(EXERCISE INSTRUCTIONS) What lines of the data below hold "CoreConfig"? Show them.

[Dataset entries]
»»

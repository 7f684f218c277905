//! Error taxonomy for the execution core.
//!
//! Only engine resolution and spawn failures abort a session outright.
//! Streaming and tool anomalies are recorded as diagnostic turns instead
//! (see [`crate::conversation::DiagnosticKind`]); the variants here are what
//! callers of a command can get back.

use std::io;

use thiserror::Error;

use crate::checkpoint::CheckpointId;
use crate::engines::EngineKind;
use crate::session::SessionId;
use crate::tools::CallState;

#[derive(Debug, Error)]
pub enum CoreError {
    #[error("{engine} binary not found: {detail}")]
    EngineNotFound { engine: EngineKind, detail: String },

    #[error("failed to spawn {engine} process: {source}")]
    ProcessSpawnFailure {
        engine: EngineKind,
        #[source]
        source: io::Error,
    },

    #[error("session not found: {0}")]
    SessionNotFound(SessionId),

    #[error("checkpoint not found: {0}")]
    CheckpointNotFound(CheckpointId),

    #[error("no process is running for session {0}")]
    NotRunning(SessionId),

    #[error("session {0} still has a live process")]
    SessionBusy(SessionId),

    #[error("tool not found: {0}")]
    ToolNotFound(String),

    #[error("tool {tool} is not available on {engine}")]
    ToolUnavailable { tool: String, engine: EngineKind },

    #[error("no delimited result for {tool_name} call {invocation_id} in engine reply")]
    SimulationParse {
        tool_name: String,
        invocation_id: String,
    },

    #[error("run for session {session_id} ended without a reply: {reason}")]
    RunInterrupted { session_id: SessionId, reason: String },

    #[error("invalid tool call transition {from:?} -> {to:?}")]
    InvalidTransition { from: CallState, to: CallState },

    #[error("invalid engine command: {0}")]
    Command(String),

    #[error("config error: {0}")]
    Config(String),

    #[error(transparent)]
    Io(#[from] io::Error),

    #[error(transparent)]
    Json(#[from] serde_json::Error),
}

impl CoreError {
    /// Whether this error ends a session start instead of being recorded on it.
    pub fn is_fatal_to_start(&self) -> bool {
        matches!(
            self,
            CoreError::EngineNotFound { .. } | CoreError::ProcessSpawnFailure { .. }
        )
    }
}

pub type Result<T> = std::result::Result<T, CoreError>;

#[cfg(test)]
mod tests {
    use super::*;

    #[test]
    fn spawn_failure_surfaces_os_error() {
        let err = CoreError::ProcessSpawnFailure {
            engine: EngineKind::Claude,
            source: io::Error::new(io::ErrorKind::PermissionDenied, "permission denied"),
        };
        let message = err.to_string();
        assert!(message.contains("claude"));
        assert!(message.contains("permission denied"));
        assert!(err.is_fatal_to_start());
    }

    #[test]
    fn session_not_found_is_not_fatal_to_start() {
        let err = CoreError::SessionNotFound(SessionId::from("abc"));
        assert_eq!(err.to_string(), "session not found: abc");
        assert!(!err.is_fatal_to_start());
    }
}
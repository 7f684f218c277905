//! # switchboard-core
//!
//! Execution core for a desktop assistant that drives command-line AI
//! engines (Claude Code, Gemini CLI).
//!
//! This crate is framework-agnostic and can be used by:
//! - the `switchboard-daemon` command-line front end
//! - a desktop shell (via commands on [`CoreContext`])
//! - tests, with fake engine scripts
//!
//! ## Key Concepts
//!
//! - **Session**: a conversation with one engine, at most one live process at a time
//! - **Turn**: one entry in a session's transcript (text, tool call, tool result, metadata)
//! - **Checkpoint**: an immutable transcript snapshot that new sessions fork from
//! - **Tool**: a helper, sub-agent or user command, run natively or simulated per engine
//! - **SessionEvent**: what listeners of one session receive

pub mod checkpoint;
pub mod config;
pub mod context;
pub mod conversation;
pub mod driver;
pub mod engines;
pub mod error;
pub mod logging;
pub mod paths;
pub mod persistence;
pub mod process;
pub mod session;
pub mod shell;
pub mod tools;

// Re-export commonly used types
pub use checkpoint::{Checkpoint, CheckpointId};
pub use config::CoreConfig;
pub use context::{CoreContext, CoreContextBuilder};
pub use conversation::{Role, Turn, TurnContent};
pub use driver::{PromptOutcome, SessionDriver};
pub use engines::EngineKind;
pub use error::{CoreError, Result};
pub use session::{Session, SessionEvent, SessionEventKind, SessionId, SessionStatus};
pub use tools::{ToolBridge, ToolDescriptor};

««
»»

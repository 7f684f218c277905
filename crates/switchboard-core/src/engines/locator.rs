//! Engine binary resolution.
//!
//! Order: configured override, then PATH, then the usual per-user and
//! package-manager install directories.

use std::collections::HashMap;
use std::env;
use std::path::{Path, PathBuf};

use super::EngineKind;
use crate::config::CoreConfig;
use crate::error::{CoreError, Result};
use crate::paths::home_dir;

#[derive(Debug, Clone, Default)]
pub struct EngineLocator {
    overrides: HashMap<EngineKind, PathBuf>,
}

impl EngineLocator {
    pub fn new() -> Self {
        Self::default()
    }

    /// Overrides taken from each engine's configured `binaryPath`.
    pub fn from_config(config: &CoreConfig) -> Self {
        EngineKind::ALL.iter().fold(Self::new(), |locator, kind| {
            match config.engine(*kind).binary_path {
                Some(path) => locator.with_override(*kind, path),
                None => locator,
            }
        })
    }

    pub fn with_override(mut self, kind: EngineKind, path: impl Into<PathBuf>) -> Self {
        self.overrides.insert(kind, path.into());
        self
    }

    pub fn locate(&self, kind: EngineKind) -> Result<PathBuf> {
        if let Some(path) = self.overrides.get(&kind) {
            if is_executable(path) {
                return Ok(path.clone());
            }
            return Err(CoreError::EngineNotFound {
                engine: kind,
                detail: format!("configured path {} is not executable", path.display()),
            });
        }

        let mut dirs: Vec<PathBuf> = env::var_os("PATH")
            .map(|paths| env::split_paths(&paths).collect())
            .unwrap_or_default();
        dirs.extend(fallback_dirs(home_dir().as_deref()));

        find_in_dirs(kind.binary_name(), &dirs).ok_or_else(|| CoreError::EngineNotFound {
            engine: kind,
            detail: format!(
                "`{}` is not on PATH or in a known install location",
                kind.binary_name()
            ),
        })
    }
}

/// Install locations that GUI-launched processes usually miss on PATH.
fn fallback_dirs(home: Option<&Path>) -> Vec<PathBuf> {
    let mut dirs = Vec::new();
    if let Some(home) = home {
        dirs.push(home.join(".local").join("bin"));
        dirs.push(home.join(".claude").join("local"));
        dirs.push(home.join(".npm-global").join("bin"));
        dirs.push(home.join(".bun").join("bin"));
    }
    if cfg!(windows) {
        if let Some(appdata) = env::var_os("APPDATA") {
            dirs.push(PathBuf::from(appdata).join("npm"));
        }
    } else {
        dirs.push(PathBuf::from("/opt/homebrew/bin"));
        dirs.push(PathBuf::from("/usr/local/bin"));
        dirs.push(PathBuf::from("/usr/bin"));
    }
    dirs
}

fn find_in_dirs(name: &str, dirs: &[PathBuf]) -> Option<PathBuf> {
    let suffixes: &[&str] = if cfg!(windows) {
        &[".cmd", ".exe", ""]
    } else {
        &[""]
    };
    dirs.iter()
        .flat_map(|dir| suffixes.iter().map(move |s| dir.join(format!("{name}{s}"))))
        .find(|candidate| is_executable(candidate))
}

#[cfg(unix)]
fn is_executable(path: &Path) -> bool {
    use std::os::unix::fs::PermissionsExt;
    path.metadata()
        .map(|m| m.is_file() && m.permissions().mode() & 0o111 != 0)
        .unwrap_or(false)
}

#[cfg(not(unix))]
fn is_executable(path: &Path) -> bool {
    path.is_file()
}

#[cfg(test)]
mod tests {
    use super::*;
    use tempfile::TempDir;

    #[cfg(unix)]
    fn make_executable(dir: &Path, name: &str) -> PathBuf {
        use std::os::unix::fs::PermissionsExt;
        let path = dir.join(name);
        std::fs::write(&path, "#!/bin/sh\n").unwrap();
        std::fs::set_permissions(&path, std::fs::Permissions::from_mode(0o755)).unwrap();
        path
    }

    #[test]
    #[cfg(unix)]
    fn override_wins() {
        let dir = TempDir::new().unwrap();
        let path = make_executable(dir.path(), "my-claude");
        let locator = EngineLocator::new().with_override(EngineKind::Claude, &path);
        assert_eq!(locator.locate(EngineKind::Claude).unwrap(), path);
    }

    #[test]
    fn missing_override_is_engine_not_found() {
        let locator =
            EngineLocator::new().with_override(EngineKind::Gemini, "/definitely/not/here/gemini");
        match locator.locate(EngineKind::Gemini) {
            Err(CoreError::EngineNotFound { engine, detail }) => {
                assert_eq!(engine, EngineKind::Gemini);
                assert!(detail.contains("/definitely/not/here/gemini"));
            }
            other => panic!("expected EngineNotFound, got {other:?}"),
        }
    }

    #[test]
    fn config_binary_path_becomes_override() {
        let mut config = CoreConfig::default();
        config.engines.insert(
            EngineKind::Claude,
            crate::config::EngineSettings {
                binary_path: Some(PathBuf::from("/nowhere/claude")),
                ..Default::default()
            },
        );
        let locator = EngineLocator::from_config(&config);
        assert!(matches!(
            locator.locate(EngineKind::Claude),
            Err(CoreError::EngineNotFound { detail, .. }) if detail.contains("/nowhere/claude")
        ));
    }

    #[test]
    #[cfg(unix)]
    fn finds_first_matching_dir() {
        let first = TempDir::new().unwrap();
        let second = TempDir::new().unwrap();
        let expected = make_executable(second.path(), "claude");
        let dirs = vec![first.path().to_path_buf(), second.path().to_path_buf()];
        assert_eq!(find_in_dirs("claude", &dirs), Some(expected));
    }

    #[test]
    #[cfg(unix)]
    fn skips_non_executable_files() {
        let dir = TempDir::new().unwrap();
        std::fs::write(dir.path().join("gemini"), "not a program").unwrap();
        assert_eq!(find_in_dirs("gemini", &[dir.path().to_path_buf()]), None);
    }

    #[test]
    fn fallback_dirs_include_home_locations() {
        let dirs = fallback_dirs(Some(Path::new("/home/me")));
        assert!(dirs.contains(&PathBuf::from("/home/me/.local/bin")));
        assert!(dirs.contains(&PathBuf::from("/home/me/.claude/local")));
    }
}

««
»»

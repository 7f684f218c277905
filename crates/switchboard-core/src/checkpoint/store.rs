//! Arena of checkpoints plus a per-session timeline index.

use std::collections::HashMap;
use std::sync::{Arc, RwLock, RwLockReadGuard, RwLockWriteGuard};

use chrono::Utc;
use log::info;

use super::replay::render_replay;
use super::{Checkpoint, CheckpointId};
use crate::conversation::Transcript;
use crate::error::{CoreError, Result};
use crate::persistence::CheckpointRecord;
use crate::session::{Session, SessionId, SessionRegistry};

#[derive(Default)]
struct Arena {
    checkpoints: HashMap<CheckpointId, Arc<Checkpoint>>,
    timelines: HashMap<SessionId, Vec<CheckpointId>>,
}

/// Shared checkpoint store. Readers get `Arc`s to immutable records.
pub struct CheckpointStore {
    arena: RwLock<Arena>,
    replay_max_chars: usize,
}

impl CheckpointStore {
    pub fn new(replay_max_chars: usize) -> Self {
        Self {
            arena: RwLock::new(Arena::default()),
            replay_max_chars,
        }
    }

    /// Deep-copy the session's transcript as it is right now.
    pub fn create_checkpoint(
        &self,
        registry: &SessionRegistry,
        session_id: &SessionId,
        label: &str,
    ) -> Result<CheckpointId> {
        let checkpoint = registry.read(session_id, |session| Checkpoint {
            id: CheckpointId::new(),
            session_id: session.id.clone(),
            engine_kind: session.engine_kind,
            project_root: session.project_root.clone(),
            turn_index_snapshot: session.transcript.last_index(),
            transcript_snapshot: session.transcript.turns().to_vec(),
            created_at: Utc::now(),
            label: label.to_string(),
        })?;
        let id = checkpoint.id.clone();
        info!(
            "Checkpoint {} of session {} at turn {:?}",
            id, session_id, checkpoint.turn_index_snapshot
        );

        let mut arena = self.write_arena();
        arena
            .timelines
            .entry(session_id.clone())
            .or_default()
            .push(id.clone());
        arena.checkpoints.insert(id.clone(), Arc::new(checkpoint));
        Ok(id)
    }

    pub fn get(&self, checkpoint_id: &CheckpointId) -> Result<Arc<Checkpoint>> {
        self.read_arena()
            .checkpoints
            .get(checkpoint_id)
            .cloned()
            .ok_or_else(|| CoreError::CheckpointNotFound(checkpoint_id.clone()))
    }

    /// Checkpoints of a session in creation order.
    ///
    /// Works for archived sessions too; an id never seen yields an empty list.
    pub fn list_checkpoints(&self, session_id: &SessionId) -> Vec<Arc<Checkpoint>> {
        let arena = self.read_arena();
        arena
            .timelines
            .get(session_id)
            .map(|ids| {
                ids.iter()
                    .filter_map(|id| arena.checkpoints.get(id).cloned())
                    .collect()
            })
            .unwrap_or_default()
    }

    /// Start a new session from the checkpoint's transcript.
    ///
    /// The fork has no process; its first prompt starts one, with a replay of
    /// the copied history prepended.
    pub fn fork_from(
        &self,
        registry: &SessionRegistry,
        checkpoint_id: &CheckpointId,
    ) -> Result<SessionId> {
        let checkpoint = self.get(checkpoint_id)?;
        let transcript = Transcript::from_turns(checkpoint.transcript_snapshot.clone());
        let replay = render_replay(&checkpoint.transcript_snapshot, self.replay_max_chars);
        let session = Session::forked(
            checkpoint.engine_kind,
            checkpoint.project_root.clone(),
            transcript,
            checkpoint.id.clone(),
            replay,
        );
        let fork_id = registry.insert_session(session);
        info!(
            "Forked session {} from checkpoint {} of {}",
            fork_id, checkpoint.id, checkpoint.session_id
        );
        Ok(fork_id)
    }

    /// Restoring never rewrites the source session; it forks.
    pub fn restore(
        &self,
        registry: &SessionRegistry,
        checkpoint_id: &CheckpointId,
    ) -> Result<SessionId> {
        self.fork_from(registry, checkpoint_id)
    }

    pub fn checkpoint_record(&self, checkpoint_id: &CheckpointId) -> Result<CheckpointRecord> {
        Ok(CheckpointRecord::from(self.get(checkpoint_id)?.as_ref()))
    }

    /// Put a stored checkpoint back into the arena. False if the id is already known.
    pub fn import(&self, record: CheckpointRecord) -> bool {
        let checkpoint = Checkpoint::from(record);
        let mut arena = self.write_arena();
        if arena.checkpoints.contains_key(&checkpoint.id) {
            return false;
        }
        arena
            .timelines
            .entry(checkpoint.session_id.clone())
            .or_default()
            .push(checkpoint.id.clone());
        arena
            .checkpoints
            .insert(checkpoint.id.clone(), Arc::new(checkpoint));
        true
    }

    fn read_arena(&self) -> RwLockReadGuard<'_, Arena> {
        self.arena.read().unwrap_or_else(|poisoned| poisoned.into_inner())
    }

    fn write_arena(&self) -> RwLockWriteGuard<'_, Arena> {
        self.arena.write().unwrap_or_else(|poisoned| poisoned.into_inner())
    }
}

««

(OUTPUT BELOW)
pub use config::CoreConfig;
use crate::config::CoreConfig;
    pub fn from_config(config: &CoreConfig) -> Self {
        let mut config = CoreConfig::default();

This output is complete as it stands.